Лёд в ванне. Лёд на кухне. Таскание бесконечных вёдер с водой (но не с Невы, а из нижних этажей). Конина. Но она была. Помню особенно долго задержавшуюся в нашей супной кастрюле лошадиную челюсть. Лепёшки из кофейной гущи. Из мороженного картофеля (превкусно). Мечты о белом хлебе.

Папа священнодействует — сам варит «шоколадные конфеты» на сахарине, давая им застыть в бумажных колечках на фарфоровом подносе. Это по карточкам выдавали нам желтоватую глыбу какаового масла (и, наверное, какао?). Жарить на этом масле картофель неприятно.

Бесконечные супы из ржавой селёдки и дома, и в школе, и в детской столовой. Мама утешает: «Честное слово, даже чуть-чуть напоминает суп из черепахи». Но мы ведь никогда не ели супа из черепахи! Ещё в детской столовой в меню стояло: «Суп из лошадиных лёгких с черносливом» — даже изысканно. Пшено, пшено, фасоль, пустая и недоваренная. Гадкая еда, но всё-таки еда!

Вобла. Впервые появилась она в моей жизни и ассоциировалась с бурлаками на Волге; думали ли мы тогда, как недоступна она станет в сытые 70-е годы, через 50 лет? Завёртывали её в большую газету и обжигали в пустой изразцовой печке. Шкурка отходит сразу — и получается так вкусно! Зато супы из воблиных голов очень унылы.

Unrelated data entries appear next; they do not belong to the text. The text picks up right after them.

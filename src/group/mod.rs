//! This module contains the path group, the handle through which a driver
//! schedules the exploration of paths.

pub mod explore;
pub mod merge;
pub mod split;
pub mod stashing;
pub mod step;

use std::{
    cell::{Ref, RefCell},
    fmt::{Display, Formatter},
    rc::Rc,
};

use derivative::Derivative;
use itertools::Itertools;
use serde::{Deserialize, Serialize};

use crate::{
    accelerator::DynAccelerator,
    constant::{
        ACTIVE,
        DEADENDED,
        DEFAULT_IMMUTABLE,
        DEFAULT_RESILIENCE,
        DEFAULT_SAVE_UNCONSTRAINED,
        DEFAULT_SAVE_UNSAT,
        ERRORED,
        PRUNED,
        STASHED,
        UNCONSTRAINED,
        UNSAT,
    },
    error::execution::Errors,
    hierarchy::{DynHierarchy, PathHierarchy},
    path::Path,
    stash::Stashes,
};

/// The mutable contents of a path group.
#[derive(Derivative)]
#[derivative(Clone(bound = ""), Debug(bound = ""))]
struct GroupState<P: Path> {
    /// The stashes of paths.
    stashes: Stashes<P>,

    /// The failures that were tolerated while stepping, in resilient mode.
    errors: Errors,
}

/// A group of paths, organised into named stashes, that can be stepped,
/// filtered, merged and moved around.
///
/// # Immutability
///
/// By default a path group is immutable: every operation leaves the group it
/// was called on untouched and returns a new group with the result. If
/// [`Config::immutable`] is `false`, operations instead modify the group they
/// were called on and return a handle to that same group.
///
/// Cloning a `PathGroup` produces another handle to the _same_ group. Use
/// [`PathGroup::copy`] to obtain an independent group.
///
/// # Shared Collaborators
///
/// Every group derived from another shares its hierarchy and accelerator.
#[derive(Derivative)]
#[derivative(Clone(bound = ""), Debug(bound = ""))]
pub struct PathGroup<P: Path> {
    /// The stashes and tolerated failures of the group.
    state: Rc<RefCell<GroupState<P>>>,

    /// The configuration of the group.
    config: Config,

    /// The tracker that is told about paths that became unreachable.
    hierarchy: DynHierarchy<P>,

    /// The technique used to explore paths many steps at a time, if any.
    accelerator: Option<DynAccelerator<P>>,
}

impl<P: Path> PathGroup<P> {
    /// Constructs a new path group with `active` as the paths in the active
    /// stash.
    ///
    /// It uses the default configuration and a fresh [`PathHierarchy`].
    #[must_use]
    pub fn new(active: Vec<P>) -> Self {
        Self::from_stashes(Stashes::with_active(active))
    }

    /// Constructs a new path group with `stashes` as its stashes.
    ///
    /// It uses the default configuration and a fresh [`PathHierarchy`].
    #[must_use]
    pub fn from_stashes(stashes: Stashes<P>) -> Self {
        let errors = Errors::default();
        let state = Rc::new(RefCell::new(GroupState { stashes, errors }));
        let config = Config::default();
        let hierarchy = PathHierarchy::new().in_rc();
        let accelerator = None;
        Self {
            state,
            config,
            hierarchy,
            accelerator,
        }
    }

    /// Sets the configuration of the group to `config`.
    #[must_use]
    pub fn with_config(mut self, config: Config) -> Self {
        self.config = config;
        self
    }

    /// Sets the hierarchy that is told about unreachable paths to
    /// `hierarchy`.
    #[must_use]
    pub fn with_hierarchy(mut self, hierarchy: DynHierarchy<P>) -> Self {
        self.hierarchy = hierarchy;
        self
    }

    /// Sets the technique used to explore paths many steps at a time to
    /// `accelerator`.
    #[must_use]
    pub fn with_accelerator(mut self, accelerator: DynAccelerator<P>) -> Self {
        self.accelerator = Some(accelerator);
        self
    }

    /// Gets the configuration of the group.
    #[must_use]
    pub fn config(&self) -> &Config {
        &self.config
    }

    /// Gets the hierarchy shared by the group.
    #[must_use]
    pub fn hierarchy(&self) -> &DynHierarchy<P> {
        &self.hierarchy
    }

    /// Gets the accelerator used by the group, if any.
    #[must_use]
    pub fn accelerator(&self) -> Option<&DynAccelerator<P>> {
        self.accelerator.as_ref()
    }

    /// Checks whether `self` and `other` are handles to the same group.
    #[must_use]
    pub fn same_group(&self, other: &Self) -> bool {
        Rc::ptr_eq(&self.state, &other.state)
    }

    /// Produces an independent group with copies of all of the paths in this
    /// group, sharing its configuration and collaborators.
    #[must_use]
    pub fn copy(&self) -> Self {
        let state = self.state.borrow().clone();
        self.derive(state)
    }
}

/// Access to the stashes of the group.
impl<P: Path> PathGroup<P> {
    /// Gets the stashes of the group.
    ///
    /// # Panics
    ///
    /// Panics if called from within a function that the group is currently
    /// calling as part of an in-place operation.
    #[must_use]
    pub fn stashes(&self) -> Ref<'_, Stashes<P>> {
        Ref::map(self.state.borrow(), |state| &state.stashes)
    }

    /// Gets the paths in the stash called `name`, which are empty if no such
    /// stash exists.
    #[must_use]
    pub fn stash_paths(&self, name: &str) -> Ref<'_, [P]> {
        Ref::map(self.state.borrow(), |state| state.stashes.get(name))
    }

    /// Gets the number of paths in the stash called `name`.
    #[must_use]
    pub fn count(&self, name: &str) -> usize {
        self.state.borrow().stashes.count(name)
    }

    /// Applies `f` to every path in the stash called `name`, returning the
    /// results in stash order.
    pub fn map_stash<T>(&self, name: &str, f: impl FnMut(&P) -> T) -> Vec<T> {
        self.state.borrow().stashes.get(name).iter().map(f).collect()
    }

    /// Gets the paths in the active stash.
    #[must_use]
    pub fn active(&self) -> Ref<'_, [P]> {
        self.stash_paths(ACTIVE)
    }

    /// Gets the paths in the stashed stash.
    #[must_use]
    pub fn stashed(&self) -> Ref<'_, [P]> {
        self.stash_paths(STASHED)
    }

    /// Gets the paths in the pruned stash.
    #[must_use]
    pub fn pruned(&self) -> Ref<'_, [P]> {
        self.stash_paths(PRUNED)
    }

    /// Gets the paths in the unsat stash.
    #[must_use]
    pub fn unsat(&self) -> Ref<'_, [P]> {
        self.stash_paths(UNSAT)
    }

    /// Gets the paths in the errored stash.
    #[must_use]
    pub fn errored(&self) -> Ref<'_, [P]> {
        self.stash_paths(ERRORED)
    }

    /// Gets the paths in the deadended stash.
    #[must_use]
    pub fn deadended(&self) -> Ref<'_, [P]> {
        self.stash_paths(DEADENDED)
    }

    /// Gets the paths in the unconstrained stash.
    #[must_use]
    pub fn unconstrained(&self) -> Ref<'_, [P]> {
        self.stash_paths(UNCONSTRAINED)
    }

    /// Gets the failures that were tolerated while stepping this group and the
    /// groups it was derived from.
    #[must_use]
    pub fn errors(&self) -> Errors {
        self.state.borrow().errors.clone()
    }
}

/// The immutability wrapper used by every operation.
impl<P: Path> PathGroup<P> {
    /// Gets the stashes that an operation should work on.
    ///
    /// These are a copy of the group's stashes if the group is immutable, and
    /// the group's actual stashes otherwise. In the latter case, they must be
    /// given back via [`Self::successor`].
    fn working_stashes(&self) -> Stashes<P> {
        if self.config.immutable {
            self.state.borrow().stashes.clone()
        } else {
            std::mem::take(&mut self.state.borrow_mut().stashes)
        }
    }

    /// Commits `stashes` as the result of an operation.
    fn successor(&self, stashes: Stashes<P>) -> Self {
        self.successor_with_errors(stashes, Errors::default())
    }

    /// Commits `stashes` as the result of an operation that tolerated the
    /// failures in `errors`.
    ///
    /// If the group is immutable this creates a new group, and otherwise it
    /// overwrites the stashes of this group and returns it.
    fn successor_with_errors(&self, mut stashes: Stashes<P>, errors: Errors) -> Self {
        stashes.strip_dropped();

        if self.config.immutable {
            let mut all_errors = self.errors();
            all_errors.add_many(errors);
            self.derive(GroupState {
                stashes,
                errors: all_errors,
            })
        } else {
            let mut state = self.state.borrow_mut();
            state.stashes = stashes;
            state.errors.add_many(errors);
            drop(state);
            self.clone()
        }
    }

    /// Creates a new group with the provided `state` that shares everything
    /// else with `self`.
    fn derive(&self, state: GroupState<P>) -> Self {
        Self {
            state:       Rc::new(RefCell::new(state)),
            config:      self.config.clone(),
            hierarchy:   self.hierarchy.clone(),
            accelerator: self.accelerator.clone(),
        }
    }
}

/// Summarises the non-empty stashes of the group, such as `<PathGroup with 2
/// active, 1 deadended>`.
impl<P: Path> Display for PathGroup<P> {
    fn fmt(&self, f: &mut Formatter<'_>) -> std::fmt::Result {
        let stashes = self.stashes();
        let summary = stashes
            .iter()
            .filter(|(_, paths)| !paths.is_empty())
            .map(|(name, paths)| format!("{} {name}", paths.len()))
            .join(", ");

        if summary.is_empty() {
            write!(f, "<PathGroup with no paths>")
        } else {
            write!(f, "<PathGroup with {summary}>")
        }
    }
}

/// The configuration for the path group.
#[derive(Clone, Debug, Deserialize, Eq, PartialEq, Serialize)]
#[serde(default)]
pub struct Config {
    /// Whether operations produce new groups rather than modifying the group
    /// they are called on.
    ///
    /// Defaults to [`DEFAULT_IMMUTABLE`].
    pub immutable: bool,

    /// Whether a failure while stepping a single path is logged and the path
    /// dropped, rather than aborting the step.
    ///
    /// Defaults to [`DEFAULT_RESILIENCE`].
    pub resilience: bool,

    /// Whether the unconstrained successors of paths are saved into the
    /// unconstrained stash while stepping.
    ///
    /// Defaults to [`DEFAULT_SAVE_UNCONSTRAINED`].
    pub save_unconstrained: bool,

    /// Whether the unsatisfiable successors of paths are saved into the unsat
    /// stash while stepping.
    ///
    /// Defaults to [`DEFAULT_SAVE_UNSAT`].
    pub save_unsat: bool,
}

impl Config {
    /// Sets the `immutable` config parameter to `value`.
    #[must_use]
    pub fn with_immutable(mut self, value: bool) -> Self {
        self.immutable = value;
        self
    }

    /// Sets the `resilience` config parameter to `value`.
    #[must_use]
    pub fn with_resilience(mut self, value: bool) -> Self {
        self.resilience = value;
        self
    }

    /// Sets the `save_unconstrained` config parameter to `value`.
    #[must_use]
    pub fn with_save_unconstrained(mut self, value: bool) -> Self {
        self.save_unconstrained = value;
        self
    }

    /// Sets the `save_unsat` config parameter to `value`.
    #[must_use]
    pub fn with_save_unsat(mut self, value: bool) -> Self {
        self.save_unsat = value;
        self
    }
}

impl Default for Config {
    fn default() -> Self {
        let immutable = DEFAULT_IMMUTABLE;
        let resilience = DEFAULT_RESILIENCE;
        let save_unconstrained = DEFAULT_SAVE_UNCONSTRAINED;
        let save_unsat = DEFAULT_SAVE_UNSAT;
        Self {
            immutable,
            resilience,
            save_unconstrained,
            save_unsat,
        }
    }
}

Вижу папин завтрак в тот день, когда он сломал себе зуб перед службой: три воблиных головы на сковородке для блинов. И всё.

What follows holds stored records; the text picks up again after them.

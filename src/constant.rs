//! This module contains constants that are needed throughout the codebase.

/// The stash that holds the paths currently being explored.
pub const ACTIVE: &str = "active";

/// The stash that paths are split or stashed away into by default.
pub const STASHED: &str = "stashed";

/// The stash for paths that were found to be unreachable.
pub const PRUNED: &str = "pruned";

/// The stash for the unsatisfiable successors of paths, when these are being
/// saved.
pub const UNSAT: &str = "unsat";

/// The stash for paths whose execution produced an error.
pub const ERRORED: &str = "errored";

/// The stash for paths that have no successors.
pub const DEADENDED: &str = "deadended";

/// The stash for the unconstrained successors of paths, when these are being
/// saved.
pub const UNCONSTRAINED: &str = "unconstrained";

/// The stash that the explorer places found paths into by default.
pub const FOUND: &str = "found";

/// The stash that the explorer places avoided paths into by default.
pub const AVOID: &str = "avoid";

/// The sub-stash of an accelerated exploration containing paths that left the
/// accelerated region.
pub const DEVIATED: &str = "deviated";

/// The sub-stash of an accelerated exploration containing paths that
/// completed the accelerated region.
pub const SUCCESSFUL: &str = "successful";

/// A stash that is reserved for dropping paths. Anything placed in it is
/// discarded whenever a path group commits a new set of stashes.
pub const DROP: &str = "_DROP";

/// The stashes that every new path group starts with, in the order in which
/// they are iterated.
pub const DEFAULT_STASHES: [&str; 7] = [
    ACTIVE,
    STASHED,
    PRUNED,
    UNSAT,
    ERRORED,
    DEADENDED,
    UNCONSTRAINED,
];

/// The default number of paths kept in the source stash when splitting.
pub const DEFAULT_SPLIT_LIMIT: usize = 8;

/// The number of rounds that stepping runs for when only a termination
/// condition is provided.
pub const DEFAULT_UNTIL_STEP_LIMIT: usize = 100_000;

/// The default number of paths that exploration will look for.
pub const DEFAULT_NUM_FIND: usize = 1;

/// The default value for whether path groups are immutable.
///
/// Immutable path groups produce new groups from every operation, rather than
/// modifying the group that the operation was called on.
pub const DEFAULT_IMMUTABLE: bool = true;

/// The default value for whether failures while stepping a single path are
/// tolerated.
pub const DEFAULT_RESILIENCE: bool = false;

/// The default value for whether unconstrained successors are saved.
pub const DEFAULT_SAVE_UNCONSTRAINED: bool = false;

/// The default value for whether unsatisfiable successors are saved.
pub const DEFAULT_SAVE_UNSAT: bool = false;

Папа всё-таки пухнет от голода — значит, не так-то много было и этой еды. Жмыхи, вернее дуранду, ели мы именно в тот голод. Но ведь кругом города была более сытая деревня? Были мешочники? Только в нашей жизни они не участвовали. Почему? Нечего было менять?

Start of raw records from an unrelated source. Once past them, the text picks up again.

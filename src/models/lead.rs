// src/models/lead.rs

use chrono::{DateTime, NaiveDate, Utc};
use rust_decimal::Decimal;
use serde::{Deserialize, Serialize};
use sqlx::FromRow;
use utoipa::{IntoParams, ToSchema};
use validator::{Validate, ValidationError};

use crate::models::comment::CommentDto;

// --- STATUS ---

// Etapas do funil no Bitrix. O número é o que fica salvo em leads.status_id.
#[derive(Debug, Clone, Copy, PartialEq, Eq, Hash)]
#[repr(i16)]
pub enum LeadStatus {
    New = 0,
    Preparation = 1,
    PrepaymentInvoice = 2,
    FinalInvoice = 3,
    Completed = 4,
    Paid = 5,
    Lost = 6,
    Executing = 7,
}

const CRM_STAGES: [(&str, LeadStatus); 8] = [
    ("C42:NEW", LeadStatus::New),
    ("C42:PREPARATION", LeadStatus::Preparation),
    ("C42:PREPAYMENT_INVOIC", LeadStatus::PrepaymentInvoice),
    ("C42:EXECUTING", LeadStatus::Executing),
    ("C42:FINAL_INVOICE", LeadStatus::FinalInvoice),
    ("C42:1", LeadStatus::Completed),
    ("C42:LOSE", LeadStatus::Lost),
    ("C42:WON", LeadStatus::Paid),
];

impl LeadStatus {
    pub fn id(self) -> i16 {
        self as i16
    }

    /// Converte o STAGE_ID do deal no Bitrix. Etapa desconhecida => None.
    pub fn from_crm_stage(stage: &str) -> Option<Self> {
        CRM_STAGES
            .iter()
            .find(|(code, _)| *code == stage)
            .map(|(_, status)| *status)
    }
}

// --- LINHA DO BANCO ---

#[derive(Debug, Clone, PartialEq, FromRow)]
pub struct Lead {
    pub id: i64,
    pub user_id: i64,
    pub fio: String,
    pub address: String,
    pub phone_number: String,
    pub status_id: i16,
    pub internet: bool,
    pub cleaning: bool,
    pub shipping: bool,
    pub reward_internet: Decimal,
    pub reward_cleaning: Decimal,
    pub reward_shipping: Decimal,
    pub created_at: DateTime<Utc>,
    pub completed_at: Option<DateTime<Utc>>,
    pub payment_at: Option<DateTime<Utc>>,
}

// Dados para inserir uma lead já aceita pelo CRM (o id é do deal).
#[derive(Debug, Clone, PartialEq)]
pub struct NewLead {
    pub id: i64,
    pub user_id: i64,
    pub fio: String,
    pub address: String,
    pub phone_number: String,
    pub status_id: i16,
    pub internet: bool,
    pub cleaning: bool,
    pub shipping: bool,
    pub reward_internet: Decimal,
    pub reward_cleaning: Decimal,
    pub reward_shipping: Decimal,
}

/// Patch esparso: só os campos `Some` são gravados.
///
/// `completed_at` e `payment_at` são gravados uma única vez: se a coluna
/// já tiver valor, o patch não a sobrescreve.
#[derive(Debug, Clone, Default, PartialEq)]
pub struct LeadPatch {
    pub status_id: Option<i16>,
    pub reward_internet: Option<Decimal>,
    pub reward_cleaning: Option<Decimal>,
    pub reward_shipping: Option<Decimal>,
    pub completed_at: Option<DateTime<Utc>>,
    pub payment_at: Option<DateTime<Utc>>,
}

impl LeadPatch {
    pub fn is_empty(&self) -> bool {
        *self == LeadPatch::default()
    }
}

// --- FILTRO ---

#[derive(Debug, Clone, Default, Deserialize, Validate, IntoParams)]
#[into_params(parameter_in = Query)]
pub struct LeadFilter {
    pub status_id: Option<i16>,
    pub start_date: Option<DateTime<Utc>>,
    pub end_date: Option<DateTime<Utc>>,
    /// Ignorado para o papel `user`: sempre o próprio usuário.
    pub user_id: Option<i64>,
    pub is_internet: Option<bool>,
    pub is_shipping: Option<bool>,
    pub is_cleaning: Option<bool>,
    /// Busca sem distinção de maiúsculas em fio, endereço e telefone.
    pub search: Option<String>,
    /// 0 = sem limite.
    #[serde(default)]
    #[validate(range(min = 0, message = "invalid_limit"))]
    pub limit: i64,
    #[serde(default)]
    #[validate(range(min = 0, message = "invalid_offset"))]
    pub offset: i64,
    /// Limite superior exclusivo em created_at. Não vem da query string.
    #[serde(skip)]
    #[param(ignore)]
    pub created_before: Option<DateTime<Utc>>,
}

// --- PAYLOADS ---

#[derive(Debug, Clone, Deserialize, Validate, ToSchema)]
#[validate(schema(function = "validate_lead_draft"))]
pub struct CreateLeadPayload {
    #[validate(length(min = 1, message = "required"))]
    #[schema(example = "Иван Петров")]
    pub name: String,

    #[validate(length(min = 1, message = "required"))]
    #[schema(example = "+79001234567")]
    pub phone_number: String,

    #[validate(length(min = 1, message = "required"))]
    #[schema(example = "Lenina 1")]
    pub address: String,

    #[serde(default)]
    pub comment: String,

    #[serde(default)]
    pub reward_internet: Decimal,
    #[serde(default)]
    pub reward_cleaning: Decimal,
    #[serde(default)]
    pub reward_shipping: Decimal,

    #[serde(default)]
    pub is_internet: bool,
    #[serde(default)]
    pub is_shipping: bool,
    #[serde(default)]
    pub is_cleaning: bool,
}

fn validate_lead_draft(draft: &CreateLeadPayload) -> Result<(), ValidationError> {
    if !(draft.is_internet || draft.is_shipping || draft.is_cleaning) {
        let mut err = ValidationError::new("at_least_one_service");
        err.message = Some("at_least_one_service".into());
        return Err(err);
    }

    let rewards = [draft.reward_internet, draft.reward_cleaning, draft.reward_shipping];
    if rewards.iter().any(|r| r.is_sign_negative() && !r.is_zero()) {
        let mut err = ValidationError::new("negative_reward");
        err.message = Some("negative_reward".into());
        return Err(err);
    }

    Ok(())
}

// --- RESPOSTAS ---

#[derive(Debug, Clone, Serialize, ToSchema)]
pub struct LeadDto {
    pub id: i64,
    pub fio: String,
    pub address: String,
    pub status_id: i16,
    pub phone_number: String,
    pub is_internet: bool,
    pub is_cleaning: bool,
    pub is_shipping: bool,
    pub comments: Vec<CommentDto>,
    pub reward_internet: Decimal,
    pub reward_cleaning: Decimal,
    pub reward_shipping: Decimal,
    pub created_at: DateTime<Utc>,
    pub completed_at: Option<DateTime<Utc>>,
    pub payment_at: Option<DateTime<Utc>>,
}

impl LeadDto {
    pub fn from_lead(lead: Lead, comments: Vec<CommentDto>) -> Self {
        Self {
            id: lead.id,
            fio: lead.fio,
            address: lead.address,
            status_id: lead.status_id,
            phone_number: lead.phone_number,
            is_internet: lead.internet,
            is_cleaning: lead.cleaning,
            is_shipping: lead.shipping,
            comments,
            reward_internet: lead.reward_internet,
            reward_cleaning: lead.reward_cleaning,
            reward_shipping: lead.reward_shipping,
            created_at: lead.created_at,
            completed_at: lead.completed_at,
            payment_at: lead.payment_at,
        }
    }
}

// Resposta de /lead/save: o ID atribuído pelo Bitrix.
#[derive(Debug, Clone, Serialize, ToSchema)]
pub struct LeadCreated {
    #[schema(example = 1001)]
    pub id: i64,
}

// --- ESTATÍSTICA ---

#[derive(Debug, Clone, Deserialize, IntoParams)]
#[into_params(parameter_in = Query)]
pub struct StatisticQuery {
    #[param(value_type = Option<String>, format = Date, example = "2024-01-01")]
    pub start_date: Option<NaiveDate>,
    #[param(value_type = Option<String>, format = Date, example = "2024-12-31")]
    pub end_date: Option<NaiveDate>,
    /// Apenas gerentes podem consultar outro usuário.
    pub user_id: Option<i64>,
}

#[derive(Debug, Clone, Default, PartialEq, Serialize, ToSchema)]
pub struct UserStatistic {
    pub start_date: Option<DateTime<Utc>>,
    /// Exclusivo: meia-noite do dia seguinte ao `end_date` pedido.
    pub end_date: Option<DateTime<Utc>>,
    pub internet: Decimal,
    pub cleaning: Decimal,
    pub shipping: Decimal,
    pub referrals: Decimal,
    pub total: Decimal,
}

Хотя помню один случай, когда мама меняла у нас на кухне обнаруженную на чердаке грубую рыжую соль (верблюжья, что ли, она называется?). На что мама меняла, не знаю, но знаю, что Володя спрятал голову под подушку в своей дальней комнате от ужаса, чтобы не слышать ничего из этого позорного торгашеского дела.

Впрочем, Володя и сам потом как-то пустился в «спекуляцию». Отвинтил ботинки от папиных коньков и повёз их с Васей Добровольским в деревню менять на муку.

Продавал двое или трое суток — поезда еле ходили, надо было скакать с платформы на платформу и т. д. Вернулся с сияющими глазами, загорелый и грязный. «Ну, как?» — «Обменял на 20 фунтов ржаной муки!» Всё чудесно. «А где мука?» — «Ах, мука? Я оставил им свой мешок. Они обещали мне привезти. Непременно привезут!»

Милый Вовочка…

Что же было ещё?

Рваная, промокающая обувь. Обмороженные пальцы, не так уж страшно отмороженные, но всё-таки. У меня нарывы «на почве недоедания», сказал доктор, сначала ещё в Луговом, летом 18-го года (всё лето суп из лебеды, снетки, турнепс), а потом страшные нарывы и операции моей правой руки. Карбункулы у папы.

И целая эпопея — дрова. Дрова выдают на «сажени» из сносящихся деревянных домов. Получаем ордер и берем тележку у m-me Charlah на 16-й линии. Она была счастливой обладательницей тележки (дворницкой, настоящей). По этой причине мама наградила её аристократической фамилией — «m-me Charlatan Charlahala charette».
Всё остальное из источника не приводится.